¿Te imaginas vivir sin poder reconocer ninguna cara, ni si quiera la de tus seres queridos? Así es cómo vive una persona con prosopagnosia, también conocida como ceguera para las caras. Y podemos sospechar que el príncipe de la Cenicienta sufriese este curioso trastorno.

La prosopagnosia es un trastorno por el cual una persona es incapaz de procesar la información referida a los rostros que le llega a través de la vista. Esto quiere decir que al mirar a una persona, puede ver dos ojos, una nariz, una boca… pero es incapaz de integrar toda esa información. Pueden describir la cara, pero son incapaces de reconocerla.

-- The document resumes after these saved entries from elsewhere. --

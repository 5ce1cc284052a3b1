//! 全局 Otsu 阈值.

use super::SegmentError;
use crate::consts::OTSU_BINS;
use itertools::{Itertools, MinMaxResult};
use ndarray::ArrayView3;
use ordered_float::OrderedFloat;

/// 计算 `v` 在 `[min, min + range]` 区间上的直方图桶索引.
#[inline]
fn bin_of(v: f32, min: f32, range: f32) -> usize {
    // 恰好等于最大值的体素落入最后一个桶.
    ((((v - min) / range) * OTSU_BINS as f32) as usize).min(OTSU_BINS - 1)
}

/// 对整个 3D 扫描计算全局 Otsu 阈值.
///
/// 在观测强度范围上建立 [`OTSU_BINS`] 桶直方图, 对每个候选分割点计算加权
/// 类间方差, 返回 **第一个** 使类间方差最大的桶的中心对应的强度值.
/// 方差打平时选最早的桶, 因此结果是确定性的.
///
/// 纯函数, 不考察切片结构, 直方图覆盖全体体素.
///
/// # 错误
///
/// 扫描为空或所有体素强度相同时, 前景/背景分界无定义,
/// 返回 [`SegmentError::InsufficientVariation`].
pub fn otsu_threshold(data: ArrayView3<f32>) -> Result<f32, SegmentError> {
    let (min, max) = match data.iter().copied().map(OrderedFloat).minmax() {
        MinMaxResult::MinMax(lo, hi) if lo < hi => (lo.0, hi.0),
        _ => return Err(SegmentError::InsufficientVariation),
    };
    let range = max - min;
    debug_assert!(range > 0.0 && range.is_finite());

    let mut hist = [0usize; OTSU_BINS];
    for &v in data.iter() {
        hist[bin_of(v, min, range)] += 1;
    }

    let total = data.len() as f64;
    let sum: f64 = hist
        .iter()
        .enumerate()
        .map(|(i, &c)| i as f64 * c as f64)
        .sum();

    let mut weight_bg = 0.0f64;
    let mut sum_bg = 0.0f64;
    let mut best_variance = OrderedFloat(f64::NEG_INFINITY);
    let mut best_bin = 0usize;

    for (i, &count) in hist.iter().enumerate() {
        weight_bg += count as f64;
        if weight_bg == 0.0 {
            continue;
        }
        let weight_fg = total - weight_bg;
        if weight_fg == 0.0 {
            break;
        }
        sum_bg += i as f64 * count as f64;

        let mean_bg = sum_bg / weight_bg;
        let mean_fg = (sum - sum_bg) / weight_fg;
        let variance = OrderedFloat(weight_bg * weight_fg * (mean_bg - mean_fg).powi(2));

        // 严格大于: 方差相同的分割点保留最早者.
        if variance > best_variance {
            best_variance = variance;
            best_bin = i;
        }
    }

    Ok(min + (best_bin as f32 + 0.5) * (range / OTSU_BINS as f32))
}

La consecuencia de esta incapacidad de procesar esa información es la imposibilidad de reconocer el rostro de cualquier persona, por muy familiar que sea. De la misma forma, no podrán recordar la identidad de una persona con la que se han cruzado, una a la que han conocido o una chica con la que han pasado bailando una noche entera y de la que se ha enamorado. ¿Os va sonando de algo?

cenicienta prosopagnosia

La prosopagnosia se produce por una lesión en la corteza cerebral, normalmente por accidentes cerebrovasculares, tumores o traumatismos cerebrales. Esta lesión se produce en zonas occipitales del cerebro, áreas muy relacionadas con la visión. También puede deberse a causas congénitas, por lo que esta dificultad podría estar presente desde la infancia.

Por desgracia, la prosopagnosia carece de tratamiento. A no ser que la causa de esta sea una causa orgánica tratable, como un tumor o un hematoma, de forma que al solucionar ese problema, se recupere la posibilidad de reconocer rostros.

¿Y cómo son capaces las personas con este trastorno de reconocer a otros? Teniendo prosopagnosia, puedes reconocer a tus conocidos a través de su voz, pero también a través de otras claves visuales. Por ejemplo, puedes reconocer a tu amigo porque siempre lleva puesto el mismo colgante, a tu madre porque usa siempre los mismos pendientes, a tu padre porque tiene una curiosa mancha en la nariz… o a tu posible futura esposa porque es la única que asistió al baile con zapatos de cristal.

cenicienta zapato

El problema de reconocer a las personas a través de estas claves, es que encontrarás dificultades si un día tu madre se quita los pendientes, tu amigo su colgante o si tu única forma de reconocer a la chica del baile es a través de su zapato, ya que no podrás reconocer su cara.

Y llegados a este punto, ya podemos hablar del príncipe. Un príncipe que se pasó una tarde entera bailando y hablando con Cenicienta. Pero cuando esta salió corriendo a medianoche, él no pudo recordar su cara. Por suerte, la Cenicienta perdió uno de sus zapatos y él recorrió el reino probando el zapato a cada una de las muchachas de cada casa, fijándose única y exclusivamente en sus pies.

¿Creeis que el príncipe podría sufrir prosopagnosia? Puede que estemos ante un caso nuevo de trastornos Disney.